Introduction / History The Anuak are a river people whose villages are scattered along the banks and rivers of South Sudan and western Ethiopia. The Anuak of South Sudan live in a grassy region that is flat and virtually treeless. During the rainy season, this area becomes flooded, so that much of it becomes swampland with various channels of deep water running through it.
The Anuak speak a Nilotic language known as Anuak. Unlike other Nilotic people in the region whose economy is centered on raising cattle, the Anuak are herdsmen and farmers. They are believed to have a common origin with their northern neighbors, the Shilluk. Also, they share a similar language with their neighbors to the south, the Acholi.
About 150 years ago, the Anuak occupied a large territory stretching north into South Sudan. After numerous invasions, however, the Anuak were forced further south into their present location along the Baro and Pibor Rivers.
What are their lives like? The Anuak herd sheep and goats and keep small gardens near their homes. They grow most of their own food. When the soil of a village becomes depleted, the Anuak move to a nearby fertile site to cultivate new ground. There is no cooperation or teamwork between villages in cultivating the land. Consequently, each village remains self-sufficient and isolated from other Anuak villages.
The Anuak are divided into clans. A strong sense of unity exists among clan members since most live in the same village. Intermarriage between clans is common.
Anuak villages are thinly populated. These small, independent villages may be strung out up to twenty miles apart, oftentimes with swamps and rivers between them. Some villages are surrounded by dense reeds and are almost impossible to reach and quite difficult to attack. The sparse distribution of villages, along with the little cooperation that exists between them, makes each village a self-governing political and legal unit. This highly decentralized political system leaves each Anuak village with a strong sense of separate identity.
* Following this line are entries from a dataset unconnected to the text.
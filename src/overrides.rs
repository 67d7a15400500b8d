//! Per-identifier logo overrides and their store snapshots

use std::collections::{BTreeMap, BTreeSet};
use std::fs;
use std::path::{Path, PathBuf};

use crate::error::{Error, Result};

/// Snapshot of the override store: identifier → logo path
///
/// Owned by the store, consumed read-only during generation. Multiple
/// identifiers may map to the same path.
pub type OverrideMap = BTreeMap<u64, PathBuf>;

/// Outcome of resolving the logo for one identifier
#[derive(Debug, Clone, PartialEq, Eq)]
pub enum LogoChoice {
    /// No override configured; the row uses the default logo
    Default,
    /// Override configured and present on disk
    Override(PathBuf),
    /// Override configured but its file is gone; the row falls back to the
    /// default logo and the caller records a warning
    MissingOverride(PathBuf),
}

impl LogoChoice {
    /// Path this choice renders with, given the run's default logo
    pub fn path_or<'a>(&'a self, default_logo: &'a Path) -> &'a Path {
        match self {
            LogoChoice::Override(path) => path,
            _ => default_logo,
        }
    }
}

/// Decide which logo one row uses
///
/// The override file's presence is checked against the filesystem on every
/// call, so a resolved path exists at resolution time.
pub fn resolve_logo(id: u64, overrides: &OverrideMap) -> LogoChoice {
    match overrides.get(&id) {
        Some(path) if path.exists() => LogoChoice::Override(path.clone()),
        Some(path) => LogoChoice::MissingOverride(path.clone()),
        None => LogoChoice::Default,
    }
}

/// Load an override store snapshot
///
/// The store is one JSON object keyed by the identifier's decimal string,
/// mapping to a logo path. A missing file is an empty store; a file that
/// exists but does not parse is an error rather than silently ignored data.
pub fn load_override_map(path: &Path) -> Result<OverrideMap> {
    if !path.exists() {
        return Ok(OverrideMap::new());
    }
    let data = fs::read_to_string(path)?;
    serde_json::from_str(&data).map_err(|source| Error::OverrideStore {
        path: path.to_path_buf(),
        source,
    })
}

/// Write an override store snapshot as pretty-printed JSON
pub fn save_override_map(path: &Path, map: &OverrideMap) -> Result<()> {
    let data = serde_json::to_string_pretty(map).map_err(|source| Error::OverrideStore {
        path: path.to_path_buf(),
        source,
    })?;
    fs::write(path, data)?;
    Ok(())
}

/// Parse an override-assignment id list like `"1, 5, 10-12"`
///
/// Tokens are comma-separated; each is a single non-negative integer or an
/// inclusive range `a-b`. Whitespace is ignored and malformed tokens are
/// silently skipped. A reversed range like `7-3` contributes nothing. The
/// result is the deduplicated, ascending union of all resolved integers.
pub fn parse_id_list(text: &str) -> Vec<u64> {
    let cleaned: String = text.chars().filter(|c| !c.is_whitespace()).collect();

    let mut ids = BTreeSet::new();
    for token in cleaned.split(',') {
        if token.is_empty() {
            continue;
        }
        match token.split_once('-') {
            Some((start, end)) => {
                if let (Ok(a), Ok(b)) = (start.parse::<u64>(), end.parse::<u64>()) {
                    ids.extend(a..=b);
                }
            }
            None => {
                if let Ok(id) = token.parse::<u64>() {
                    ids.insert(id);
                }
            }
        }
    }
    ids.into_iter().collect()
}

#[cfg(test)]
mod tests {
    use super::*;
    use tempfile::TempDir;

    #[test]
    fn test_parse_singles_and_range() {
        assert_eq!(parse_id_list("1,3,5-7"), vec![1, 3, 5, 6, 7]);
    }

    #[test]
    fn test_parse_degenerate_range() {
        assert_eq!(parse_id_list("2-2"), vec![2]);
    }

    #[test]
    fn test_parse_skips_malformed_tokens() {
        assert_eq!(parse_id_list("abc,3"), vec![3]);
        assert_eq!(parse_id_list("1-2-3,4"), vec![4]);
        assert_eq!(parse_id_list("-5,6"), vec![6]);
    }

    #[test]
    fn test_parse_empty_input() {
        assert_eq!(parse_id_list(""), Vec::<u64>::new());
        assert_eq!(parse_id_list("  ,  "), Vec::<u64>::new());
    }

    #[test]
    fn test_parse_ignores_whitespace() {
        assert_eq!(parse_id_list("1, 5, 10-12"), vec![1, 5, 10, 11, 12]);
    }

    #[test]
    fn test_parse_reversed_range_is_empty() {
        assert_eq!(parse_id_list("5-3"), Vec::<u64>::new());
    }

    #[test]
    fn test_parse_deduplicates() {
        assert_eq!(parse_id_list("3,3,1-3"), vec![1, 2, 3]);
    }

    #[test]
    fn test_resolve_prefers_existing_override() {
        let tmp = TempDir::new().unwrap();
        let special = tmp.path().join("special.png");
        fs::write(&special, b"").unwrap();

        let mut map = OverrideMap::new();
        map.insert(12, special.clone());

        assert_eq!(resolve_logo(12, &map), LogoChoice::Override(special));
        assert_eq!(resolve_logo(13, &map), LogoChoice::Default);
    }

    #[test]
    fn test_resolve_reports_missing_override() {
        let tmp = TempDir::new().unwrap();
        let gone = tmp.path().join("gone.png");

        let mut map = OverrideMap::new();
        map.insert(4, gone.clone());

        let choice = resolve_logo(4, &map);
        assert_eq!(choice, LogoChoice::MissingOverride(gone));

        let default = Path::new("logo.png");
        assert_eq!(choice.path_or(default), default);
    }

    #[test]
    fn test_store_round_trip() {
        let tmp = TempDir::new().unwrap();
        let store = tmp.path().join("overrides.json");

        let mut map = OverrideMap::new();
        map.insert(1, PathBuf::from("logos/alpha.png"));
        map.insert(42, PathBuf::from("logos/beta.png"));

        save_override_map(&store, &map).unwrap();
        let loaded = load_override_map(&store).unwrap();
        assert_eq!(loaded, map);
    }

    #[test]
    fn test_store_missing_file_is_empty() {
        let tmp = TempDir::new().unwrap();
        let map = load_override_map(&tmp.path().join("absent.json")).unwrap();
        assert!(map.is_empty());
    }

    #[test]
    fn test_store_rejects_corrupt_json() {
        let tmp = TempDir::new().unwrap();
        let store = tmp.path().join("overrides.json");
        fs::write(&store, b"{ not json").unwrap();

        let err = load_override_map(&store).unwrap_err();
        assert!(matches!(err, Error::OverrideStore { .. }));
    }
}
Every Anuak settlement has a headman who is in charge of village ceremonies and possesses the village drums and ancient Anuak relics. He is given allegiance and respect by the villagers who cultivate his land and bring him gifts of meat and fish. If the headman loses the villagers' support by being a weak leader, he will be expelled from the village, taking nothing with him but his wives.
When an Anuak dies, he is buried either in a shaft in the center of his homestead, or underground, just a few feet from his hut. His face is covered with animal skins and the grave is enclosed by a fence. Each year when the millet harvest begins and beer is being brewed, a mortuary feast is held in memory of all who have died that year.
What are their beliefs? Almost all of the Anuak are animists (believing that non-human objects have spirits) who follow their traditional ethnic religion. They believe in an all-powerful spirit named Juok who is regarded as the creator of all things. The Anuak sacrifice animals to Juok for help when someone is sick or when someone wants revenge. The Anuak also pray directly to Juok, instead of using mediator spirits or priests to intercede for them.
The Anuak also practice divination and magic. They call upon the cijor (a type of sorcerer) to put curses on others. Such sorcerers are often used by elderly people who are unable to avenge themselves.
What are their needs? The New Testament has been translated into the Anuak language. However, only a very small percentage of the Anuak have become Christians. They would greatly benefit from Christian radio broadcasts, and they also need much prayer and further evangelistic outreach.
Prayer Points * Ask the Lord to send forth laborers who will understand the needs of the Anuak.
* Ask the Holy Spirit to grant wisdom and favor to the missions agencies that are presently working among the Anuak.
* Pray that God will reveal Himself to the Anuak through dreams and visions.
* Pray that God will give the Anuak believers boldness to share Christ with their own people.
* Pray that qualified linguists will translate Christian materials into the Anuak language.
* Ask God to raise up prayer teams who will begin breaking up the soil through worship and intercession.
* Ask the Lord to bring forth a triumphant Anuak church for the glory of His name!